| Article ID | Journal | Published Year | Pages | File Type |
|---|---|---|---|---|
| 2449369 | Meat Science | 2016 | 9 Pages |
•Shotgun proteomic evaluation of protein modifications in dry heat-treated lamb•Longer roasting reduced meat protein extractability in urea–thiourea solution•Longer roasting also resulted in protein truncation.•Some modifications that might influence nutritional properties, e.g., carboxyethyllysine, were observed after roasting.•Actin and myoglobin may provide peptides as potential markers of cooking in lamb meat.

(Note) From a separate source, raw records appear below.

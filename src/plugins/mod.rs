pub mod core;
pub mod sim;
use bevy::ecs::schedule::ScheduleLabel;
use bevy::prelude::*;

use std::time::Duration;

pub struct CorePlugin;

/// Variable-rate tick: requests, platform motion, passenger transfer, navigation.
#[derive(ScheduleLabel, Debug, Clone, PartialEq, Eq, Hash)]
pub struct LogicTick;

/// Fixed-rate tick: forces, integration, deck contacts.
#[derive(ScheduleLabel, Debug, Clone, PartialEq, Eq, Hash)]
pub struct PhysicsTick;

#[derive(SystemSet, Debug, Clone, PartialEq, Eq, Hash)]
pub enum LogicSet {
    /// Overlap enter/exit and undock requests, applied between computations.
    Requests,
    PlatformMotion,
    PassengerTransfer,
    Attachment,
    Navigation,
}

#[derive(SystemSet, Debug, Clone, PartialEq, Eq, Hash)]
pub enum PhysicsSet {
    Forces,
    Integrate,
    Contacts,
}

#[derive(Resource, Debug, Clone)]
pub struct SimConfig {
    pub physics_hz: f32,
    pub world_gravity: Vec3,
    /// Upper bound on physics steps run for a single frame.
    pub max_physics_steps: u32,
    pub paused: bool,
}

impl Default for SimConfig {
    fn default() -> Self {
        Self {
            physics_hz: 50.0,
            world_gravity: Vec3::new(0.0, -9.81, 0.0),
            max_physics_steps: 8,
            paused: false,
        }
    }
}

#[derive(Resource, Debug)]
pub struct EventLog {
    entries: Vec<String>,
    max_entries: usize,
}

impl Default for EventLog {
    fn default() -> Self {
        Self {
            entries: Vec::new(),
            max_entries: 32,
        }
    }
}

impl EventLog {
    pub fn push(&mut self, entry: String) {
        self.entries.push(entry);
        if self.entries.len() > self.max_entries {
            let overflow = self.entries.len() - self.max_entries;
            self.entries.drain(0..overflow);
        }
    }

    pub fn entries(&self) -> &[String] {
        &self.entries
    }
}

#[derive(Resource, Debug, Default)]
pub struct SimTickCount {
    pub logic: u64,
    pub physics: u64,
}

impl Plugin for CorePlugin {
    fn build(&self, app: &mut App) {
        let config = SimConfig::default();
        let fixed_time = fixed_time_from_config(&config);

        app.insert_resource(config)
            .insert_resource(fixed_time)
            .insert_resource(Time::<()>::default())
            .init_resource::<EventLog>()
            .init_resource::<SimTickCount>()
            .init_schedule(LogicTick)
            .init_schedule(PhysicsTick)
            .configure_sets(
                LogicTick,
                (
                    LogicSet::Requests,
                    LogicSet::PlatformMotion,
                    LogicSet::PassengerTransfer,
                    LogicSet::Attachment,
                    LogicSet::Navigation,
                )
                    .chain(),
            )
            .configure_sets(
                PhysicsTick,
                (PhysicsSet::Forces, PhysicsSet::Integrate, PhysicsSet::Contacts).chain(),
            );

        info!(
            "Core ready (physics {} Hz, gravity {:?})",
            app.world().resource::<SimConfig>().physics_hz,
            app.world().resource::<SimConfig>().world_gravity
        );
    }
}

pub fn sim_not_paused(config: Res<SimConfig>) -> bool {
    !config.paused
}

pub fn fixed_time_from_config(config: &SimConfig) -> Time<Fixed> {
    let physics_hz = if config.physics_hz <= 0.0 {
        50.0
    } else {
        config.physics_hz
    };
    let seconds = 1.0 / physics_hz;
    Time::<Fixed>::from_duration(Duration::from_secs_f32(seconds))
}
use bevy::prelude::*;

use crate::vessels::move_towards;

#[derive(Clone, Copy, Debug, Eq, PartialEq, Hash, serde::Serialize, serde::Deserialize)]
pub enum PassengerKind {
    /// Moved by explicit position commands (character controllers).
    Kinematic,
    /// Moved by forces under the physics integrator.
    Dynamic,
}

/// Bodies currently carried by one platform, partitioned by kind.
#[derive(Debug, Clone, Default)]
pub struct PassengerRegistry {
    kinematic: Vec<Entity>,
    dynamic: Vec<Entity>,
}

impl PassengerRegistry {
    /// Returns false if the body was already registered.
    pub fn register(&mut self, body: Entity, kind: PassengerKind) -> bool {
        if self.contains(body) {
            return false;
        }
        match kind {
            PassengerKind::Kinematic => self.kinematic.push(body),
            PassengerKind::Dynamic => self.dynamic.push(body),
        }
        true
    }

    pub fn unregister(&mut self, body: Entity) -> Option<PassengerKind> {
        if let Some(index) = self.kinematic.iter().position(|entry| *entry == body) {
            self.kinematic.remove(index);
            return Some(PassengerKind::Kinematic);
        }
        if let Some(index) = self.dynamic.iter().position(|entry| *entry == body) {
            self.dynamic.remove(index);
            return Some(PassengerKind::Dynamic);
        }
        None
    }

    pub fn contains(&self, body: Entity) -> bool {
        self.kinematic.contains(&body) || self.dynamic.contains(&body)
    }

    pub fn kind_of(&self, body: Entity) -> Option<PassengerKind> {
        if self.kinematic.contains(&body) {
            Some(PassengerKind::Kinematic)
        } else if self.dynamic.contains(&body) {
            Some(PassengerKind::Dynamic)
        } else {
            None
        }
    }

    pub fn kinematic(&self) -> &[Entity] {
        &self.kinematic
    }

    pub fn dynamic(&self) -> &[Entity] {
        &self.dynamic
    }

    pub fn len(&self) -> usize {
        self.kinematic.len() + self.dynamic.len()
    }

    pub fn is_empty(&self) -> bool {
        self.len() == 0
    }

    /// Drops entries the predicate rejects. Returns how many were removed.
    pub fn retain(&mut self, mut keep: impl FnMut(Entity, PassengerKind) -> bool) -> usize {
        let before = self.len();
        self.kinematic
            .retain(|entry| keep(*entry, PassengerKind::Kinematic));
        self.dynamic.retain(|entry| keep(*entry, PassengerKind::Dynamic));
        before - self.len()
    }
}

/// Pose change of a platform over one logic tick.
#[derive(Clone, Copy, Debug, PartialEq)]
pub struct PoseDelta {
    pub translation: Vec3,
    pub rotation: Quat,
    /// Platform position before the tick; rotation happens about this point.
    pub pivot: Vec3,
}

impl Default for PoseDelta {
    fn default() -> Self {
        Self {
            translation: Vec3::ZERO,
            rotation: Quat::IDENTITY,
            pivot: Vec3::ZERO,
        }
    }
}

impl PoseDelta {
    pub fn between(previous: (Vec3, Quat), current: &Transform) -> Self {
        Self {
            translation: current.translation - previous.0,
            rotation: (current.rotation * previous.1.inverse()).normalize(),
            pivot: previous.0,
        }
    }

    /// Movement that keeps a body at `offset` from the pivot rigidly seated.
    pub fn carry(&self, offset: Vec3) -> Vec3 {
        self.translation + (self.rotation * offset - offset)
    }
}

/// A vessel that carries passengers on its deck.
#[derive(Component, Debug, Clone)]
pub struct Platform {
    pub registry: PassengerRegistry,
    /// Vessels hard-docked to this platform.
    pub attached: Vec<Entity>,
    pub gravity: f32,
    pub align_to_surface: bool,
    pub align_speed: f32,
    /// Deck plane height in the platform's local frame.
    pub deck_height: f32,
    pub deck_friction: f32,
    /// Linear velocity over the last logic tick.
    pub velocity: Vec3,
    pub last_delta: PoseDelta,
    pub(crate) previous: Option<(Vec3, Quat)>,
}

impl Default for Platform {
    fn default() -> Self {
        Self {
            registry: PassengerRegistry::default(),
            attached: Vec::new(),
            gravity: 9.81,
            align_to_surface: true,
            align_speed: 5.0,
            deck_height: 0.0,
            deck_friction: 8.0,
            velocity: Vec3::ZERO,
            last_delta: PoseDelta::default(),
            previous: None,
        }
    }
}

impl Platform {
    /// Computes the delta since the last recorded pose and remembers the new one.
    /// The first call yields an identity delta.
    pub fn record_pose(&mut self, current: &Transform, delta_seconds: f32) -> PoseDelta {
        let previous = self
            .previous
            .unwrap_or((current.translation, current.rotation));
        let delta = PoseDelta::between(previous, current);

        self.velocity = if delta_seconds > 0.0 {
            delta.translation / delta_seconds
        } else {
            Vec3::ZERO
        };
        self.last_delta = delta;
        self.previous = Some((current.translation, current.rotation));
        delta
    }

    pub fn attach(&mut self, vessel: Entity) {
        if !self.attached.contains(&vessel) {
            self.attached.push(vessel);
        }
    }

    pub fn detach(&mut self, vessel: Entity) -> bool {
        let before = self.attached.len();
        self.attached.retain(|entry| *entry != vessel);
        before != self.attached.len()
    }

    /// Gravity installed on dynamic passengers registered to this platform.
    pub fn local_gravity(&self, source: Entity) -> LocalGravity {
        LocalGravity {
            source,
            strength: self.gravity,
            align_to_surface: self.align_to_surface,
            align_speed: self.align_speed,
        }
    }
}

/// Oriented box in the platform's local frame that captures passengers.
#[derive(Component, Debug, Clone, Copy)]
pub struct CaptureVolume {
    pub center: Vec3,
    pub half_extents: Vec3,
}

impl CaptureVolume {
    pub fn new(center: Vec3, half_extents: Vec3) -> Self {
        Self {
            center,
            half_extents,
        }
    }

    pub fn contains(&self, platform: &Transform, point: Vec3) -> bool {
        let local = platform.rotation.inverse() * (point - platform.translation) - self.center;
        local.x.abs() <= self.half_extents.x
            && local.y.abs() <= self.half_extents.y
            && local.z.abs() <= self.half_extents.z
    }
}

/// A body that can board platforms.
#[derive(Component, Debug, Clone, Default)]
pub struct Passenger {
    /// Platform whose registry currently holds this body.
    pub riding: Option<Entity>,
    /// Platforms whose capture volume currently overlaps this body, oldest first.
    pub overlaps: Vec<Entity>,
}

impl Passenger {
    pub fn note_overlap(&mut self, platform: Entity) {
        if !self.overlaps.contains(&platform) {
            self.overlaps.push(platform);
        }
    }

    pub fn clear_overlap(&mut self, platform: Entity) {
        self.overlaps.retain(|entry| *entry != platform);
    }
}

/// Position-commanded body. `pending` is consumed once per logic tick.
#[derive(Component, Debug, Clone, Copy, Default)]
pub struct KinematicBody {
    pub pending: Vec3,
    pub last_applied: Vec3,
}

impl KinematicBody {
    pub fn command(&mut self, movement: Vec3) {
        self.pending += movement;
    }
}

#[derive(Component, Debug, Clone, Copy)]
pub struct DynamicBody {
    pub velocity: Vec3,
    /// Accelerations accumulated for the current physics step.
    pub acceleration: Vec3,
    pub use_world_gravity: bool,
    /// Total acceleration integrated on the last physics step.
    pub last_acceleration: Vec3,
}

impl Default for DynamicBody {
    fn default() -> Self {
        Self {
            velocity: Vec3::ZERO,
            acceleration: Vec3::ZERO,
            use_world_gravity: true,
            last_acceleration: Vec3::ZERO,
        }
    }
}

impl DynamicBody {
    pub fn apply_acceleration(&mut self, acceleration: Vec3) {
        self.acceleration += acceleration;
    }
}

/// Gravity along the source's down axis instead of world down.
#[derive(Component, Debug, Clone, Copy)]
pub struct LocalGravity {
    /// Entity whose up axis defines "up". May be the body itself.
    pub source: Entity,
    pub strength: f32,
    pub align_to_surface: bool,
    pub align_speed: f32,
}

impl LocalGravity {
    pub fn new(source: Entity) -> Self {
        Self {
            source,
            strength: 9.81,
            align_to_surface: true,
            align_speed: 5.0,
        }
    }
}

pub fn local_gravity_acceleration(source_up: Vec3, strength: f32) -> Vec3 {
    -source_up.normalize_or_zero() * strength
}

/// Slerps `current` a fraction `t` of the way toward the shortest-arc rotation
/// that maps its up axis onto `field_up`.
pub fn align_up(current: Quat, field_up: Vec3, t: f32) -> Quat {
    let body_up = (current * Vec3::Y).normalize_or_zero();
    let field_up = field_up.normalize_or_zero();
    if body_up == Vec3::ZERO || field_up == Vec3::ZERO {
        return current;
    }

    let target = Quat::from_rotation_arc(body_up, field_up) * current;
    current.slerp(target, t.clamp(0.0, 1.0)).normalize()
}

// =============================================================================
// Helm & sway
// =============================================================================

#[derive(Clone, Copy, Debug, PartialEq, serde::Serialize, serde::Deserialize)]
#[serde(default)]
pub struct Sway {
    pub bob_height: f32,
    pub bob_speed: f32,
    pub roll_angle: f32,
    pub roll_speed: f32,
    pub pitch_angle: f32,
    pub pitch_speed: f32,
    pub phase: f32,
}

impl Default for Sway {
    fn default() -> Self {
        Self {
            bob_height: 0.25,
            bob_speed: 1.0,
            roll_angle: 5.0,
            roll_speed: 0.8,
            pitch_angle: 2.0,
            pitch_speed: 0.6,
            phase: 0.0,
        }
    }
}

impl Sway {
    pub fn calm() -> Self {
        Self {
            bob_height: 0.0,
            roll_angle: 0.0,
            pitch_angle: 0.0,
            ..Self::default()
        }
    }

    /// Returns (bob, pitch degrees, roll degrees) at time `t`.
    pub fn sample(&self, t: f32) -> (f32, f32, f32) {
        let t = t + self.phase;
        let bob = (t * self.bob_speed).sin() * self.bob_height;
        let pitch = (t * self.pitch_speed).cos() * self.pitch_angle;
        let roll = (t * self.roll_speed).sin() * self.roll_angle;
        (bob, pitch, roll)
    }
}

/// Steered self-motion of a platform: wheel, cruise propulsion and sway.
#[derive(Component, Debug, Clone)]
pub struct PlatformHelm {
    /// Host-supplied wheel input in [-1, 1]; positive turns to starboard.
    pub turn_input: f32,
    pub cruise_speed: f32,
    pub steering_sensitivity: f32,
    pub wheel_rotate_speed: f32,
    pub max_wheel_angle: f32,
    /// Steering is honoured only while this entity is near the wheel.
    pub operator: Option<Entity>,
    pub interaction_distance: f32,
    /// Wheel position in the platform's local frame.
    pub wheel_offset: Vec3,
    pub sway: Sway,
    pub wheel_angle: f32,
    pub yaw_deg: Option<f32>,
    pub base_altitude: Option<f32>,
}

impl Default for PlatformHelm {
    fn default() -> Self {
        Self {
            turn_input: 0.0,
            cruise_speed: 5.0,
            steering_sensitivity: 10.0,
            wheel_rotate_speed: 100.0,
            max_wheel_angle: 180.0,
            operator: None,
            interaction_distance: 3.0,
            wheel_offset: Vec3::ZERO,
            sway: Sway::default(),
            wheel_angle: 0.0,
            yaw_deg: None,
            base_altitude: None,
        }
    }
}

impl PlatformHelm {
    /// Advances the wheel and returns the normalized steering in [-1, 1].
    pub fn update_wheel(&mut self, honoured: bool, delta_seconds: f32) -> f32 {
        let step = self.wheel_rotate_speed * delta_seconds;

        if !honoured {
            self.wheel_angle = move_towards(self.wheel_angle, 0.0, step);
            return 0.0;
        }

        let input = self.turn_input.clamp(-1.0, 1.0);
        self.wheel_angle =
            (self.wheel_angle + input * step).clamp(-self.max_wheel_angle, self.max_wheel_angle);

        if input.abs() < f32::EPSILON {
            self.wheel_angle = move_towards(self.wheel_angle, 0.0, step * 0.5);
        }

        if self.max_wheel_angle > 0.0 {
            self.wheel_angle / self.max_wheel_angle
        } else {
            0.0
        }
    }
}

// =============================================================================
// Tests
// =============================================================================
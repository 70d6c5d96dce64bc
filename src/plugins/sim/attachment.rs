//! Rigid attachment of docked vessels and the undock request queue.

use bevy::prelude::*;

use crate::platforms::Platform;
use crate::plugins::core::EventLog;
use crate::vessels::{compose_pose, AttachedTo, NavigationState, Navigator, Vessel};

/// Undock requests from the host, processed between ticks.
#[derive(Resource, Debug, Default)]
pub struct UndockQueue {
    pending: Vec<Entity>,
}

impl UndockQueue {
    pub fn push(&mut self, vessel: Entity) {
        if !self.pending.contains(&vessel) {
            self.pending.push(vessel);
        }
    }

    pub fn is_empty(&self) -> bool {
        self.pending.is_empty()
    }

    pub fn drain(&mut self) -> Vec<Entity> {
        std::mem::take(&mut self.pending)
    }
}

/// Re-seats every attached vessel on its platform. A missing platform leaves
/// the vessel where it is.
pub fn follow_attachments(
    platforms: Query<&Transform, Without<AttachedTo>>,
    mut attached: Query<(&mut Transform, &AttachedTo)>,
) {
    for (mut transform, attachment) in attached.iter_mut() {
        let Ok(platform) = platforms.get(attachment.platform) else {
            continue;
        };
        *transform = compose_pose(platform, &attachment.relative);
    }
}

/// Detaches vessels whose undock was requested. Requests for vessels that are
/// not Docked are dropped.
pub fn process_undock_requests(
    mut commands: Commands,
    mut queue: ResMut<UndockQueue>,
    mut log: ResMut<EventLog>,
    mut vessels: Query<(&mut Navigator, &mut Vessel, Option<&AttachedTo>)>,
    mut platforms: Query<&mut Platform>,
) {
    if queue.is_empty() {
        return;
    }

    for entity in queue.drain() {
        let Ok((mut navigator, mut vessel, attachment)) = vessels.get_mut(entity) else {
            debug!("Undock request for unknown vessel {:?}", entity);
            continue;
        };
        if navigator.state() != NavigationState::Docked {
            debug!("Ignoring undock for {:?}: not docked", entity);
            continue;
        }

        if let Some(attachment) = attachment {
            if let Ok(mut platform) = platforms.get_mut(attachment.platform) {
                platform.detach(entity);
            }
            commands.entity(entity).remove::<AttachedTo>();
        }
        vessel.speed = 0.0;
        navigator.undock();

        info!("Vessel {:?} undocked", entity);
        log.push("Undocked".to_string());
    }
}

// =============================================================================
// Tests
// =============================================================================
use bevy::prelude::*;

use crate::platforms::{align_up, local_gravity_acceleration, DynamicBody, LocalGravity};

/// Applies source-relative gravity once per physics step and, when enabled,
/// eases each body's up axis toward the source's up axis.
///
/// A source that is itself a dynamic body (other than the body) cannot be
/// resolved and that body gets no local gravity this step.
pub fn apply_local_gravity(
    time: Res<Time<Fixed>>,
    sources: Query<&Transform, Without<DynamicBody>>,
    mut bodies: Query<(Entity, &mut Transform, &mut DynamicBody, &LocalGravity)>,
) {
    let delta_seconds = time.delta_secs();

    for (entity, mut transform, mut body, gravity) in bodies.iter_mut() {
        let source_up = if gravity.source == entity {
            transform.up().as_vec3()
        } else {
            match sources.get(gravity.source) {
                Ok(source) => source.up().as_vec3(),
                Err(_) => continue,
            }
        };

        body.apply_acceleration(local_gravity_acceleration(source_up, gravity.strength));

        if gravity.align_to_surface {
            transform.rotation = align_up(
                transform.rotation,
                source_up,
                gravity.align_speed * delta_seconds,
            );
        }
    }
}
//! Watercraft chase and docking, moving-deck passengers and deck-relative
//! gravity, as Bevy ECS schedules driven by the host.

pub mod platforms;
pub mod plugins;
pub mod scenario;
pub mod simulation;
pub mod vessels;

pub use simulation::Simulation;
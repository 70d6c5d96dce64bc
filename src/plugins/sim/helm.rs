//! Platform self-motion: helm wheel, cruise propulsion and sway.

use bevy::prelude::*;

use crate::platforms::PlatformHelm;
use crate::vessels::{move_towards, planar_distance, Vessel};

/// Moves every helmed platform for this tick. Runs before passenger transfer
/// so the recorded pose delta includes this motion.
pub fn drive_platforms(
    time: Res<Time>,
    mut platforms: Query<(&mut Transform, &mut Vessel, &mut PlatformHelm)>,
    operators: Query<&Transform, Without<PlatformHelm>>,
) {
    let delta_seconds = time.delta_secs();
    if delta_seconds <= 0.0 {
        return;
    }
    let elapsed = time.elapsed_secs();

    for (mut transform, mut vessel, mut helm) in platforms.iter_mut() {
        let honoured = match helm.operator {
            None => true,
            Some(operator) => match operators.get(operator) {
                Ok(operator_transform) => {
                    let wheel = transform.transform_point(helm.wheel_offset);
                    planar_distance(operator_transform.translation, wheel)
                        <= helm.interaction_distance
                }
                Err(_) => true,
            },
        };

        let steering = helm.update_wheel(honoured, delta_seconds);
        let (yaw_from_pose, _, _) = transform.rotation.to_euler(EulerRot::YXZ);
        let yaw_deg = helm.yaw_deg.unwrap_or(yaw_from_pose.to_degrees())
            - steering * helm.steering_sensitivity * delta_seconds;
        helm.yaw_deg = Some(yaw_deg);
        let base_altitude = *helm.base_altitude.get_or_insert(transform.translation.y);

        let rate = if helm.cruise_speed > vessel.speed {
            vessel.propulsion.accel
        } else {
            vessel.propulsion.decel
        };
        vessel.speed = move_towards(vessel.speed, helm.cruise_speed, rate * delta_seconds);

        let heading = Quat::from_rotation_y(yaw_deg.to_radians());
        transform.translation += heading * Vec3::NEG_Z * vessel.speed * delta_seconds;

        let (bob, pitch_deg, roll_deg) = helm.sway.sample(elapsed);
        transform.translation.y = base_altitude + bob;
        transform.rotation = Quat::from_euler(
            EulerRot::YXZ,
            yaw_deg.to_radians(),
            pitch_deg.to_radians(),
            roll_deg.to_radians(),
        );
    }
}

// =============================================================================
// Tests
// =============================================================================

#[cfg(test)]
mod tests {
    use super::*;
    use crate::platforms::Sway;
    use crate::vessels::Propulsion;
    use bevy::ecs::system::SystemState;
    use std::time::Duration;

    type HelmParams<'w, 's> = (
        Res<'w, Time>,
        Query<
            'w,
            's,
            (
                &'static mut Transform,
                &'static mut Vessel,
                &'static mut PlatformHelm,
            ),
        >,
        Query<'w, 's, &'static Transform, Without<PlatformHelm>>,
    );

    fn run_helm(world: &mut World, ticks: usize) {
        let mut system_state: SystemState<HelmParams> = SystemState::new(world);
        for _ in 0..ticks {
            world
                .resource_mut::<Time>()
                .advance_by(Duration::from_secs_f32(0.1));
            {
                let (time, platforms, operators) = system_state.get_mut(world);
                drive_platforms(time, platforms, operators);
            }
            system_state.apply(world);
        }
    }

    fn spawn_ship(world: &mut World, helm: PlatformHelm) -> Entity {
        world
            .spawn((
                Transform::from_xyz(0.0, 1.0, 0.0),
                Vessel {
                    speed: 5.0,
                    propulsion: Propulsion::default(),
                },
                helm,
            ))
            .id()
    }

    fn world_with_time() -> World {
        let mut world = World::default();
        world.insert_resource(Time::<()>::default());
        world
    }

    #[test]
    fn calm_platform_cruises_straight_ahead() {
        let mut world = world_with_time();
        let ship = spawn_ship(
            &mut world,
            PlatformHelm {
                sway: Sway::calm(),
                ..PlatformHelm::default()
            },
        );

        run_helm(&mut world, 10);

        let transform = world.get::<Transform>(ship).expect("ship");
        assert!(transform
            .translation
            .abs_diff_eq(Vec3::new(0.0, 1.0, -5.0), 1.0e-4));
        assert!(transform.rotation.angle_between(Quat::IDENTITY) < 1.0e-5);
    }

    #[test]
    fn positive_input_turns_to_starboard() {
        let mut world = world_with_time();
        let ship = spawn_ship(
            &mut world,
            PlatformHelm {
                turn_input: 1.0,
                sway: Sway::calm(),
                ..PlatformHelm::default()
            },
        );

        run_helm(&mut world, 20);

        let transform = world.get::<Transform>(ship).expect("ship");
        assert!(transform.forward().as_vec3().x > 0.0);
        assert!(world.get::<PlatformHelm>(ship).expect("helm").wheel_angle > 0.0);
    }

    #[test]
    fn distant_operator_cannot_steer() {
        let mut world = world_with_time();
        let operator = world.spawn(Transform::from_xyz(20.0, 0.0, 0.0)).id();
        let ship = spawn_ship(
            &mut world,
            PlatformHelm {
                turn_input: 1.0,
                operator: Some(operator),
                sway: Sway::calm(),
                ..PlatformHelm::default()
            },
        );

        run_helm(&mut world, 10);

        let helm = world.get::<PlatformHelm>(ship).expect("helm");
        assert_eq!(helm.wheel_angle, 0.0);
        let transform = world.get::<Transform>(ship).expect("ship");
        assert!(transform.forward().as_vec3().abs_diff_eq(Vec3::NEG_Z, 1.0e-5));
    }

    #[test]
    fn operator_at_wheel_steers_regardless_of_height() {
        let mut world = world_with_time();
        let operator = world.spawn(Transform::from_xyz(1.0, 5.0, 0.0)).id();
        let ship = spawn_ship(
            &mut world,
            PlatformHelm {
                turn_input: -1.0,
                operator: Some(operator),
                sway: Sway::calm(),
                ..PlatformHelm::default()
            },
        );

        run_helm(&mut world, 1);

        assert!(world.get::<PlatformHelm>(ship).expect("helm").wheel_angle < 0.0);
    }

    #[test]
    fn sway_bobs_around_base_altitude() {
        let mut world = world_with_time();
        let ship = spawn_ship(&mut world, PlatformHelm::default());

        let mut highest = f32::MIN;
        let mut lowest = f32::MAX;
        for _ in 0..80 {
            run_helm(&mut world, 1);
            let y = world.get::<Transform>(ship).expect("ship").translation.y;
            highest = highest.max(y);
            lowest = lowest.min(y);
        }

        assert!(highest <= 1.25 + 1.0e-4);
        assert!(lowest >= 0.75 - 1.0e-4);
        assert!(highest - lowest > 0.3);
    }
}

Protein modifications of meat cooked by typical dry-heat methods (e.g., roasting) are currently not well understood. The present study utilised a shotgun proteomic approach to examine the molecular-level effect of roasting on thin lamb longissimus thoracis et lumborum patties, in terms of changes to both the protein profile and amino acid residue side-chain modifications. Cooking caused aggregation of actin, myosin heavy chains and sarcoplasmic proteins. Longer roasting time resulted in significantly reduced protein extractability as well as protein truncation involving particularly a number of myofibrillar and sarcoplasmic proteins, e.g., 6-phosphofructokinase, beta-enolase, l-lactate dehydrogenase A chain, alpha-actinin-3, actin and possibly myosin heavy chains. Modifications that have potential influence on nutritional properties, including carboxyethyllysine and a potentially glucose-derived N-terminal Amadori compound, were observed in actin and myoglobin after roasting. This study provided new insights into molecular changes resulting from the dry-heat treatment of meat, such as commonly used in food preparation.